- YOUR TASK -
Check every line below for the string "cond", and copy the lines that contain it.

- Stored data entries -
.....

//! Source-to-exit-status tests through the whole stack: reader,
//! lowering, VM, canvas bindings.

use easel::Runtime;

fn eval(source: &str) -> i64 {
    Runtime::new()
        .eval_source("test", source)
        .expect("evaluation failed")
}

#[test]
fn arithmetic_and_literals() {
    assert_eq!(eval("42"), 42);
    assert_eq!(eval("(+ 1 2)"), 3);
    assert_eq!(eval("(* (+ 2 3) 7)"), 35);
    assert_eq!(eval("(% 17 5)"), 2);
    assert_eq!(eval("(/ 84 2)"), 42);
    assert_eq!(eval("(- 5)"), -5);
    assert_eq!(eval("0x2a"), 42);
    assert_eq!(eval("052"), 42);
    assert_eq!(eval("0b101010"), 42);
}

#[test]
fn float_results_are_not_an_exit_status() {
    // A float last value leaves the exit status unspecified (0).
    assert_eq!(eval("(+ 1.5 2.5)"), 0);
    assert_eq!(eval("\"just a string\""), 0);
}

#[test]
fn module_variables() {
    assert_eq!(eval("(let x 6) (let y 7) (* x y)"), 42);
    // let yields its value.
    assert_eq!(eval("(let z (+ 40 2))"), 42);
    // Rebinding takes the new value.
    assert_eq!(eval("(let x 1) (let x 2) x"), 2);
}

#[test]
fn functions_and_recursion_free_composition() {
    assert_eq!(eval("(def square (x) (* x x)) (square 7)"), 49);
    assert_eq!(
        eval("(def add (a b) (+ a b)) (def twice (x) (add x x)) (twice 21)"),
        42
    );
    // Multi-statement body: earlier statements evaluate, last returns.
    assert_eq!(eval("(def f (x) (let seen x) (+ seen 1)) (f 41)"), 42);
}

#[test]
fn comparisons_and_logic() {
    // Comparison results are booleans; use them as exit via arithmetic
    // on a host-free path is impossible, so compare through logic ops
    // driving an integer pick.
    assert_eq!(eval("(let t (< 1 2)) (&& t (> 3 2))"), 0); // boolean exit → 0
    assert_eq!(eval("(def pick (c a b) (+ (* c a) (* (- 1 c) b)))\n(pick (% 7 2) 42 9)"), 42);
}

#[test]
fn variadic_function_receives_argument_array() {
    assert_eq!(
        eval("(def count (xs ...) (array_len xs)) (count 9 9 9 9)"),
        4
    );
    assert_eq!(eval("(def first (xs ...) (array_get xs 0)) (first 8 9 10)"), 8);
}

#[test]
fn array_builtins() {
    assert_eq!(
        eval("(let a (array)) (array_push a 5) (array_push a 9) (+ (array_get a 0) (array_len a))"),
        7
    );
}

#[test]
fn map_builtins() {
    assert_eq!(
        eval("(let m (object)) (object_set m \"answer\" 42) (object_get m \"answer\")"),
        42
    );
    let runtime = Runtime::new();
    assert!(runtime
        .eval_source("missing", "(let m (object)) (object_get m \"nope\")")
        .is_err());
}

#[test]
fn canvas_round_trip_via_script() {
    let runtime = Runtime::new();
    let status = runtime
        .eval_source(
            "scene",
            "(let c (canvas_circle 0 0 5))\n\
             (canvas_segment 20 0 20 10)\n\
             (canvas_distance c 2)",
        )
        .unwrap();
    // Circle rim at x=5, segment at x=20.
    assert_eq!(status, 15);
    let viewport = runtime.viewport();
    assert_eq!(viewport.borrow().layer.len(), 2);
}

#[test]
fn canvas_state_persists_across_evaluations() {
    let runtime = Runtime::new();
    runtime.eval_source("a", "(canvas_circle 0 0 5)").unwrap();
    runtime.eval_source("b", "(canvas_circle 30 0 5)").unwrap();
    assert_eq!(runtime.viewport().borrow().layer.len(), 2);
    // A later script can measure objects created earlier.
    assert_eq!(
        runtime.eval_source("c", "(canvas_distance 1 2)").unwrap(),
        20
    );
}

#[test]
fn polygon_script_with_point_array() {
    let runtime = Runtime::new();
    let status = runtime
        .eval_source(
            "poly",
            "(let pts (array))\n\
             (array_push pts 0) (array_push pts 0)\n\
             (array_push pts 10) (array_push pts 0)\n\
             (array_push pts 10) (array_push pts 10)\n\
             (array_push pts 0) (array_push pts 10)\n\
             (let p (canvas_polygon pts))\n\
             (canvas_inside p 5 5)",
        )
        .unwrap();
    assert_eq!(status, 0); // boolean exit
    let viewport = runtime.viewport();
    let vp = viewport.borrow();
    let poly = vp.layer.get(1).unwrap();
    assert!(poly.hit(easel::Point::new(5, 5), 0));
    assert!(!poly.hit(easel::Point::new(15, 5), 0));
}

#[test]
fn errors_propagate_as_panics() {
    let runtime = Runtime::new();
    assert!(runtime.eval_source("bad", "(+ 1 \"x\")").is_err());
    assert!(runtime.eval_source("bad2", "(undefined_fn 1)").is_err());
    assert!(runtime.eval_source("bad3", "(/ 1 0)").is_err());
    assert!(runtime.eval_source("bad4", "(% 1.5 2)").is_err());
    assert!(runtime.eval_source("bad5", "(<< 1 2)").is_err());
    assert!(runtime.eval_source("bad6", "(let x 9223372036854775808)").is_err());
}
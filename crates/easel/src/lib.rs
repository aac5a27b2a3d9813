//! Easel: a scriptable canvas viewer prototype.
//!
//! Embedding API over the whole stack: reader → lowering → VM, with the
//! canvas bindings installed.
//!
//! ```no_run
//! use easel::Runtime;
//!
//! let runtime = Runtime::new();
//! let status = runtime.eval_source("demo", "(+ 40 2)").unwrap();
//! assert_eq!(status, 42);
//! ```

use std::cell::RefCell;
use std::rc::Rc;

use easel_canvas::Viewport;
use easel_core::EaselError;
use easel_vm::{ExecutionModule, VirtualMachine, VmObjectKind};

pub use easel_canvas::{CanvasLayer, GObject};
pub use easel_core::{EaselError as Error, Expr, ModuleAst};
pub use easel_geom::{Point, Shape};
pub use easel_reader::read_module;
pub use easel_vm::{disassemble, lower_module, read_module as read_module_bytes, write_module};

/// Compile source text into an execution module.
pub fn compile_source(name: &str, source: &str) -> Result<ExecutionModule, EaselError> {
    let ast = easel_reader::read_module(name, source)?;
    easel_vm::lower_module(&ast)
}

/// Generic host builtins every Easel VM carries: array construction and
/// access (the instruction set only creates empty containers) and
/// `print`.
pub fn install_builtins(vm: &mut VirtualMachine) {
    vm.bind_host_function("array", |heap, frame| {
        let array = heap.alloc_array();
        frame.push(array);
        Ok(1)
    });

    vm.bind_host_function("array_push", |_, frame| {
        let [array, value] = two_args(frame)?;
        match &array.kind {
            VmObjectKind::Array(items) => items.borrow_mut().push(value),
            _ => return Err(EaselError::type_error("array", array.kind_name())),
        }
        frame.push(array);
        Ok(1)
    });

    vm.bind_host_function("array_get", |_, frame| {
        let [array, index] = two_args(frame)?;
        let idx = index
            .as_integer()
            .ok_or_else(|| EaselError::type_error("integer", index.kind_name()))?;
        let item = match &array.kind {
            VmObjectKind::Array(items) => usize::try_from(idx)
                .ok()
                .and_then(|i| items.borrow().get(i).cloned()),
            _ => return Err(EaselError::type_error("array", array.kind_name())),
        }
        .ok_or_else(|| EaselError::vm_panic(format!("array index {idx} out of range")))?;
        frame.push(item);
        Ok(1)
    });

    vm.bind_host_function("array_len", |heap, frame| {
        let array = frame.top_n(1)?.pop().unwrap();
        let len = match &array.kind {
            VmObjectKind::Array(items) => items.borrow().len() as i64,
            _ => return Err(EaselError::type_error("array", array.kind_name())),
        };
        let obj = heap.alloc_integer(len);
        frame.push(obj);
        Ok(1)
    });

    vm.bind_host_function("object", |heap, frame| {
        let map = heap.alloc_map();
        frame.push(map);
        Ok(1)
    });

    vm.bind_host_function("object_set", |_, frame| {
        let values = frame.top_n(3)?;
        let (map, key, value) = (&values[0], &values[1], &values[2]);
        let key = key
            .as_str()
            .ok_or_else(|| EaselError::type_error("string key", key.kind_name()))?
            .to_owned();
        match &map.kind {
            VmObjectKind::Map(entries) => {
                entries.borrow_mut().insert(key, value.clone());
            }
            _ => return Err(EaselError::type_error("map", map.kind_name())),
        }
        let map = map.clone();
        frame.push(map);
        Ok(1)
    });

    vm.bind_host_function("object_get", |_, frame| {
        let [map, key] = two_args(frame)?;
        let key = key
            .as_str()
            .ok_or_else(|| EaselError::type_error("string key", key.kind_name()))?;
        let value = match &map.kind {
            VmObjectKind::Map(entries) => entries.borrow().get(key).cloned(),
            _ => return Err(EaselError::type_error("map", map.kind_name())),
        }
        .ok_or_else(|| EaselError::unbound(key))?;
        frame.push(value);
        Ok(1)
    });

    vm.bind_host_function("print", |heap, frame| {
        let value = frame.top_n(1)?.pop().unwrap();
        println!("{value}");
        let null = heap.null();
        frame.push(null);
        Ok(1)
    });
}

fn two_args(frame: &easel_vm::Frame) -> Result<[easel_vm::VmRef; 2], EaselError> {
    let mut values = frame.top_n(2)?;
    let b = values.pop().unwrap();
    let a = values.pop().unwrap();
    Ok([a, b])
}

/// A ready-to-use runtime: one shared viewport, one VM per evaluation
/// (the VM's life cycle is single-shot).
pub struct Runtime {
    viewport: Rc<RefCell<Viewport>>,
}

impl Runtime {
    pub fn new() -> Self {
        Runtime {
            viewport: Rc::new(RefCell::new(Viewport::new())),
        }
    }

    pub fn viewport(&self) -> Rc<RefCell<Viewport>> {
        self.viewport.clone()
    }

    fn fresh_vm(&self) -> VirtualMachine {
        let mut vm = VirtualMachine::new();
        install_builtins(&mut vm);
        easel_canvas::install_bindings(&self.viewport, &mut vm);
        vm
    }

    /// Parse, lower and execute source text; returns the exit status.
    pub fn eval_source(&self, name: &str, source: &str) -> Result<i64, EaselError> {
        let module = compile_source(name, source)?;
        self.eval_module(module)
    }

    /// Execute an already-compiled module against the shared canvas.
    pub fn eval_module(&self, module: ExecutionModule) -> Result<i64, EaselError> {
        self.fresh_vm().execute_module(module)
    }
}

impl Default for Runtime {
    fn default() -> Self {
        Runtime::new()
    }
}
#[cfg(test)]
mod tests {
    use super::*;

    fn pt(x: Coord, y: Coord) -> Point {
        Point::new(x, y)
    }

    #[test]
    fn segment_point_projection_and_clamp() {
        let seg = Segment::new(pt(0, 0), pt(10, 0));
        assert_eq!(dist_segment_point(&seg, pt(5, 3)), (3, (pt(5, 0), pt(5, 3))));
        assert_eq!(
            dist_segment_point(&seg, pt(14, 3)),
            (5, (pt(10, 0), pt(14, 3)))
        );
        assert_eq!(dist_segment_point(&seg, pt(-3, -4)), (5, (pt(0, 0), pt(-3, -4))));
    }

    #[test]
    fn crossing_segments_have_zero_distance() {
        let s1 = Segment::new(pt(-5, -5), pt(5, 5));
        let s2 = Segment::new(pt(-5, 5), pt(5, -5));
        let (d, (p, q)) = dist_segment_segment(&s1, &s2);
        assert_eq!(d, 0);
        assert_eq!(p, q);
        assert_eq!(p, pt(0, 0));
    }

    #[test]
    fn parallel_segments_measure_between_endpoints() {
        let s1 = Segment::new(pt(0, 0), pt(10, 0));
        let s2 = Segment::new(pt(0, 4), pt(10, 4));
        let (d, (p, q)) = dist_segment_segment(&s1, &s2);
        assert_eq!(d, 4);
        assert_eq!((p - q).norm2(), 16);
    }

    #[test]
    fn circle_point_inside_is_zero() {
        let c = Circle::new(pt(0, 0), 5);
        assert_eq!(dist_circle_point(&c, pt(1, 1)), (0, (pt(1, 1), pt(1, 1))));
        let (d, (on_rim, q)) = dist_circle_point(&c, pt(13, 0));
        assert_eq!(d, 8);
        assert_eq!(on_rim, pt(5, 0));
        assert_eq!(q, pt(13, 0));
    }

    #[test]
    fn circle_relation_classification() {
        let a = Circle::new(pt(0, 0), 5);
        assert_eq!(
            circle_relation(&a, &Circle::new(pt(20, 0), 5)).cond,
            CircleRelation::Away
        );
        assert_eq!(
            circle_relation(&a, &Circle::new(pt(1, 0), 2)).cond,
            CircleRelation::BInA
        );
        assert_eq!(
            circle_relation(&a, &Circle::new(pt(0, 1), 10)).cond,
            CircleRelation::AInB
        );
        let rel = circle_relation(&a, &Circle::new(pt(6, 0), 5));
        assert_eq!(rel.cond, CircleRelation::Intersected);
        let pi1 = rel.pi1.unwrap();
        // Intersection points sit on (or within truncation of) both rims.
        assert!(((pi1 - pt(0, 0)).norm2() - 25).abs() <= 8);
        assert!(((pi1 - pt(6, 0)).norm2() - 25).abs() <= 8);
    }

    #[test]
    fn away_circles_distance() {
        let a = Circle::new(pt(0, 0), 3);
        let b = Circle::new(pt(10, 0), 2);
        let (d, (p, q)) = dist_circle_circle(&a, &b);
        assert_eq!(d, 5);
        assert_eq!(p, pt(3, 0));
        assert_eq!(q, pt(8, 0));
    }

    #[test]
    fn circle_segment_chord_hits_zero() {
        let c = Circle::new(pt(0, 0), 5);
        let seg = Segment::new(pt(-10, 0), pt(10, 0));
        let (d, (p, q)) = dist_circle_segment(&c, &seg);
        assert_eq!(d, 0);
        assert_eq!(p, q);
    }

    #[test]
    fn circle_segment_offset_measures_gap() {
        let c = Circle::new(pt(0, 0), 5);
        let seg = Segment::new(pt(-10, 8), pt(10, 8));
        let (d, (p, q)) = dist_circle_segment(&c, &seg);
        assert_eq!(d, 3);
        assert_eq!(p, pt(0, 5));
        assert_eq!(q, pt(0, 8));
    }

    #[test]
    fn arc_segment_nearest_points() {
        // Quarter arc (5,0) → (0,5) ccw; vertical segment at x = 3 below it.
        let arc = ArcSegment::new(pt(0, 0), pt(5, 0), pt(0, 5), 5, true);
        let seg = Segment::new(pt(3, 4), pt(3, -4));
        let (d, (p, q)) = dist_arc_segment(&arc, &seg);
        // The chord (3,4)..(3,-4) cuts the circle at (3,4) and (3,-4);
        // (3,4) is on the arc and on the segment, so they touch.
        assert_eq!(d, 0);
        assert_eq!(p, q);
        assert_eq!(p, pt(3, 4));
    }

    #[test]
    fn arc_segment_projection_gap() {
        // Same quarter arc; the segment stops short of the rim, so the
        // nearest pair is the perpendicular foot (3,0) against (5,0).
        let arc = ArcSegment::new(pt(0, 0), pt(5, 0), pt(0, 5), 5, true);
        let seg = Segment::new(pt(3, 2), pt(3, -2));
        let (d, (p, q)) = dist_arc_segment(&arc, &seg);
        assert_eq!(d, 2);
        assert_eq!(p, pt(5, 0));
        assert_eq!(q, pt(3, 0));
    }

    #[test]
    fn arc_point_respects_angular_range() {
        // Quarter arc in the first quadrant; query from the opposite side.
        let arc = ArcSegment::new(pt(0, 0), pt(5, 0), pt(0, 5), 5, true);
        let (d, (p, _)) = dist_arc_point(&arc, pt(-9, 0));
        // Nearest rim point (-5,0) is off-arc; falls back to endpoint (0,5).
        assert_eq!(p, pt(0, 5));
        assert_eq!(d, ((9i64 * 9 + 5 * 5) as f64).sqrt() as Coord);

        let (d, (p, _)) = dist_arc_point(&arc, pt(9, 0));
        assert_eq!(d, 4);
        assert_eq!(p, pt(5, 0));
    }

    #[test]
    fn polygon_containment_short_circuits() {
        let poly = Shape::polygon([pt(0, 0), pt(10, 0), pt(10, 10), pt(0, 10)]);
        let inner = Shape::circle(pt(5, 5), 1);
        assert_eq!(distance(&poly, &inner).0, 0);

        let outer = Shape::circle(pt(20, 5), 2);
        let (d, (p, q)) = distance(&poly, &outer);
        assert_eq!(d, 8);
        assert_eq!(p, pt(10, 5));
        assert_eq!(q, pt(18, 5));
    }

    #[test]
    fn swapped_pair_keeps_query_order() {
        let seg = Shape::segment(pt(0, 10), pt(10, 10));
        let circle = Shape::circle(pt(5, 0), 5);
        let (d1, (p1, q1)) = distance(&seg, &circle);
        let (d2, (p2, q2)) = distance(&circle, &seg);
        assert_eq!(d1, d2);
        assert_eq!((p1, q1), (q2, p2));
        assert_eq!(d1, 5);
    }

    #[test]
    fn hit_test_distance_to_point() {
        let poly = Shape::polygon([pt(0, 0), pt(10, 0), pt(10, 10), pt(0, 10)]);
        assert_eq!(distance_to_point(&poly, pt(5, 5)).0, 0);
        assert_eq!(distance_to_point(&poly, pt(15, 5)).0, 5);
        let arc = Shape::arc(pt(5, 0), pt(0, 5), 5, true).unwrap();
        match &arc {
            Shape::Arc(a) => assert_eq!(a.center, pt(0, 0)),
            _ => unreachable!(),
        }
        assert_eq!(distance_to_point(&arc, pt(10, 0)).0, 5);
    }
}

.....

- PROBLEM SOLUTION -
            circle_relation(&a, &Circle::new(pt(20, 0), 5)).cond,
            circle_relation(&a, &Circle::new(pt(1, 0), 2)).cond,
            circle_relation(&a, &Circle::new(pt(0, 1), 10)).cond,
        assert_eq!(rel.cond, CircleRelation::Intersected);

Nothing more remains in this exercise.